阳 康，廖 凯，萨仁高娃，黄 兵，江 洪

(武汉大学人民医院心内科，湖北 武汉 430060)

·论 著·

短期颈动脉压力感受器电刺激对犬心肌缺血再灌注损伤的影响

阳 康，廖 凯，萨仁高娃，黄 兵，江 洪

(武汉大学人民医院心内科，湖北 武汉 430060)

目的 评价短期颈动脉压力感受器电刺激(Carotid baroreceptors stimulation，CBS)对犬心肌缺血再灌注损伤的影响。方法36只成年杂种犬随机分为三组(n=12)：假手术组(Sham组)，缺血再灌注组(I/R组)和颈动脉压力感受器刺激组(CBS组)。I/R组和CBS组分别结扎左冠脉前降支1 h和再灌注6 h完成心肌缺血再灌注损伤模型，Sham组只穿线不结扎冠脉。CBS组在心肌缺血前2 h对右侧颈动脉窦开始进行高频电刺激，一直持续到实验结束，刺激参数：频率50 Hz，脉宽0.5 ms，刺激强度随血压进行调整，以保持血压较刺激前下降10%。于缺血前(基础状态)、缺血15 min、30 min、60 min和再灌注0.5 h、2 h、6 h时记录心率(HR)和平均动脉压(MAP)。各组随机抽取6只犬于于再灌注6 h后采用依文斯兰-氯化三苯基氮唑(TTC)双染色法检测心肌缺血和心肌梗死面积。各组剩余6只犬于再灌注6 h分别经颈内静脉采血，采用ELISA法检测血清TNF-α、IL-1β、IL-6。采血后，迅速取出缺血区心肌组织，检测髓过氧化物酶(MPO)活性观察中性粒细胞浸润情况。结果与Sham组比较，I/R组和CBS组心肌梗死面积，MPO活性，血清TNF-α、IL-1β、IL-6含量升高(P＜0.05)；与I/R组比较，CBS组心肌梗死面积，MPO活性，血清TNF-α、IL-1β、IL-6含量降低(P＜0.05)。结论短期颈动脉压力感受器电刺激可减轻犬心肌缺血再灌注损伤，其机制与抑制中心粒细胞向缺血组织浸润以及抑制炎症反应有关。

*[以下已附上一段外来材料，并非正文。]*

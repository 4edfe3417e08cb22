//! Stable application-wide constants.
//!
//! Values here are structural invariants, heuristic coefficients, and default
//! fallbacks for env-var-based configuration. They should rarely change.

use time::Month;

// --- Server defaults (used when HOST / PORT env vars are absent) ---

/// Default bind address for the HTTP server.
pub const DEFAULT_HOST: &str = "0.0.0.0";
/// Default port for the HTTP server.
pub const DEFAULT_PORT: &str = "5000";

// --- Search limits ---

/// Hard cap on the Overpass search radius. Requests asking for a larger
/// distance are clamped here to keep upstream queries tractable.
pub const MAX_SEARCH_RADIUS_METERS: f64 = 50_000.0;
/// Minimum number of usable places the vibe-targeted query must yield before
/// the broader untargeted fallback query is skipped.
pub const FALLBACK_MIN_USABLE_PLACES: usize = 3;
/// Maximum places returned per category (activities, food) after ranking.
pub const MAX_RESULTS_PER_CATEGORY: usize = 10;

// --- Overpass query limits ---

/// Timeout passed to the Overpass interpreter and applied to the HTTP request.
pub const OVERPASS_QUERY_TIMEOUT_SECONDS: u64 = 30;
/// Element cap in the `out center` statement, to bound upstream response size.
pub const OVERPASS_MAX_ELEMENTS: u32 = 200;

// --- Crowd heuristic coefficients ---
// The crowd level is a 1-5 heuristic estimate derived from the place type and
// the request context, not a measured value. Scores start at the base and are
// clamped to [CROWD_LEVEL_MIN, CROWD_LEVEL_MAX] after all bonuses.

/// Starting crowd score for every place.
pub const CROWD_LEVEL_BASE: i32 = 1;
/// Lower clamp bound for the crowd level.
pub const CROWD_LEVEL_MIN: i32 = 1;
/// Upper clamp bound for the crowd level.
pub const CROWD_LEVEL_MAX: i32 = 5;
/// Bonus for inherently busy place types (malls, markets, attractions).
pub const CROWD_BUSY_TYPE_BONUS: i32 = 2;
/// Bonus for food places during the evening or night.
pub const CROWD_EVENING_FOOD_BONUS: i32 = 1;
/// Bonus applied on Saturdays and Sundays.
pub const CROWD_WEEKEND_BONUS: i32 = 1;
/// Bonus applied during the peak tourist season months.
pub const CROWD_PEAK_SEASON_BONUS: i32 = 1;

// --- Season policy ---
// Placeholder calendar policy: hemisphere- and region-agnostic month windows.
// Tune per deployment region rather than deriving from geography.

/// Months treated as "summer" for context derivation.
pub const SUMMER_MONTHS: [Month; 3] = [Month::April, Month::May, Month::June];
/// Months treated as peak tourist season for crowd scoring.
pub const PEAK_TOURIST_MONTHS: [Month; 3] = [Month::November, Month::December, Month::January];

// --- Vibe defaults ---

/// Vibe assumed when the request carries none.
pub const DEFAULT_VIBE: &str = "Chill";
/// Vibe labels that indicate the user wants a calm, low-crowd experience.
pub const CALM_VIBES: &[&str] = &["Chill", "Solo Recharge", "Calm"];

// --- In-memory cache defaults ---

/// Default TTL for cached Overpass result batches: 15 minutes.
/// Overridden by `PLACE_CACHE_TTL`.
pub const DEFAULT_PLACE_CACHE_TTL_SECONDS: u64 = 900;
/// Maximum entries for the in-memory place cache (LRU eviction).
pub const DEFAULT_PLACE_CACHE_MAX_ENTRIES: u64 = 1_000;

// --- Response messages ---

/// Advisory message returned when a search yields no places at all.
pub const NO_PLACES_MESSAGE: &str =
    "No places found in this area. Try increasing the radius or selecting a different location.";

颈动脉压力感受器电刺激；心肌缺血再灌注损伤；炎症反应

在发达国家，心肌梗死是引起死亡的主要原因[1]。再灌注治疗是应对急性心肌梗死的最佳方法，但是挽救缺血心肌的同时也会导致再灌注损伤[2]。炎症反应在心肌缺血再灌注(I/R)损伤的发生和发展过程中发挥着极为重要的作用。在心肌缺血时炎症介质对损伤组织的愈合必不可少，但是当缺血部位再灌注后，过度的炎症反应反而会加重心肌损伤[3]。现已证明，迷走神经刺激能够减小心肌I/R损伤，其机制与激活迷走神经后通过胆碱能抗炎通路(CAP)抑制炎症反应有关[4-5]。

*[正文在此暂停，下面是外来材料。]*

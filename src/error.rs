use axum::{
    http::StatusCode,
    response::{IntoResponse, Response},
    Json,
};
use serde_json::json;
use thiserror::Error;

#[derive(Error, Debug)]
pub enum AppError {
    #[error("Overpass API error: {0}")]
    OverpassApi(String),

    #[error("Invalid request: {0}")]
    InvalidRequest(String),

    #[error("Not found: {0}")]
    NotFound(String),

    #[error("Internal server error: {0}")]
    Internal(String),
}

// Convert AppError into HTTP responses
impl IntoResponse for AppError {
    fn into_response(self) -> Response {
        let (status, error_message) = match self {
            AppError::OverpassApi(ref e) => {
                tracing::error!("Overpass API error: {}", e);
                (StatusCode::BAD_GATEWAY, "Geodata service error")
            }
            AppError::InvalidRequest(ref e) => (StatusCode::BAD_REQUEST, e.as_str()),
            AppError::NotFound(ref e) => (StatusCode::NOT_FOUND, e.as_str()),
            AppError::Internal(ref e) => {
                tracing::error!("Internal error: {}", e);
                (StatusCode::INTERNAL_SERVER_ERROR, "Internal server error")
            }
        };

        let body = Json(json!({
            "error": status.canonical_reason().unwrap_or("Unknown error"),
            "message": error_message,
        }));

        (status, body).into_response()
    }
}

pub type Result<T> = std::result::Result<T, AppError>;
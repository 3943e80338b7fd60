//! Pure conversion of human-readable decimals to on-chain integer amounts.
//!
//! All math uses `rust_decimal::Decimal` mantissa/scale pairs so no float
//! rounding ever reaches a signed message.

use std::fmt;

use alloy_primitives::{I256, U256};
use rust_decimal::Decimal;

/// Errors that can occur during scaling.
#[derive(Debug, Clone, PartialEq, Eq)]
pub enum ScalingError {
    Overflow { context: String },
}

impl fmt::Display for ScalingError {
    fn fmt(&self, f: &mut fmt::Formatter<'_>) -> fmt::Result {
        match self {
            ScalingError::Overflow { context } => write!(f, "Overflow: {}", context),
        }
    }
}

impl std::error::Error for ScalingError {}

impl From<ScalingError> for crate::error::SdkError {
    fn from(e: ScalingError) -> Self {
        crate::error::SdkError::Validation(e.to_string())
    }
}

fn pow10(exp: u32) -> U256 {
    U256::from(10u64).pow(U256::from(exp))
}

/// `floor(value * 10^decimals)` as a signed 256-bit integer.
///
/// Used for sensor readings, which are logged as signed fixed-point values.
/// Flooring rounds toward negative infinity: `-0.0000005` at 6 decimals is `-1`.
pub fn scale_signed_floor(value: Decimal, decimals: u32) -> Result<I256, ScalingError> {
    let mantissa = value.mantissa();
    let scale = value.scale();
    let overflow = || ScalingError::Overflow {
        context: format!("{} * 10^{}", value, decimals),
    };

    if scale >= decimals {
        let divisor = 10i128
            .checked_pow(scale - decimals)
            .ok_or_else(overflow)?;
        let floored = mantissa.div_euclid(divisor);
        return I256::try_from(floored).map_err(|_| overflow());
    }

    let factor = I256::from_raw(pow10(decimals - scale));
    I256::try_from(mantissa)
        .map_err(|_| overflow())?
        .checked_mul(factor)
        .ok_or_else(overflow)
}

动脉压力感受性反射(ABR)是心血管活动最重要的调节机制。既往的研究表明长期颈动脉压力感受器电刺激(CBS)治疗顽固性性高血压安全可行[6-9]。在犬心衰模型中，长期CBS可改善心功能，逆转心肌重塑，并与上调心脏β受体活性和NO合酶有关，提示长期CBS可能具有抗炎的作用[10-11]。因此，我们提出一个假设，短期CBS可能在心肌缺血再灌注损伤时同样具有保护心肌的作用，其机制可能与CBS抑制炎症反应有关。

1 材料与方法

1.1 实验动物及模型的建立 健康成年杂种犬36只，体重14～22 kg，均为雄性，由武汉大学人民医院动物中心提供。戊巴比妥钠30 mg/kg前肢静脉麻醉，以后每小时追加2 mg/kg维持麻醉状态。气管插管接动物呼吸机，分离一侧股、动静脉置入6F鞘管，动脉通道连接压力换能器监测血压，静脉通道用于滴注生理盐水补液。颈部脱毛备皮消毒后,在左侧锁骨上水平暴露左侧颈内静脉备采血标本。空调室温控制在25℃～30℃，整个实验过程中，犬下方放置电热板以维持犬正常体温。持续记录体表心电图(LEAD2000)。右颈动脉窦位于右颈总动脉和颈内动脉分叉处的膨大组织。在右侧下颌骨下方暴露左颈动脉窦，用一小片封口膜隔离周围组织。将一个特制的银-氯化银刺激电极围绕颈动脉窦植入，并连接到脉冲发生器(SEN-7103，日本光电，日本东京)。在3～5 min内预先刺激3～4次确认血压和心率明显下降，然后再妥善安置电极。颈动脉窦的刺激参数为：频率50 Hz，脉宽0.5 ms，刺激强度为引起血压下降10%的电压强度(3～7 V)[11]。然后经左侧第4肋间开胸，剪开心包，暴露心脏。于冠状动脉左前降支第对角支、第二对角支之间穿针引线(2-0#无创丝线)，连同一小段硬质圆钝头的塑料管一起结扎，造成缺血，及时记录心电图的改变。结扎成功的标准：心肌缺血区局部发绀，同步Ⅱ导联ECG显示ST段明显抬高，缺血期间出现室性心律失常。结扎1 h后，在硬质塑料管上切断结扎线，恢复冠脉血流再灌注6 h。再灌注成功的标准：缺血区局部颜色变红，同步Ⅱ导联ECG显示ST段逐渐恢复到缺血前水平，并出现再灌注室性心律失常[12]。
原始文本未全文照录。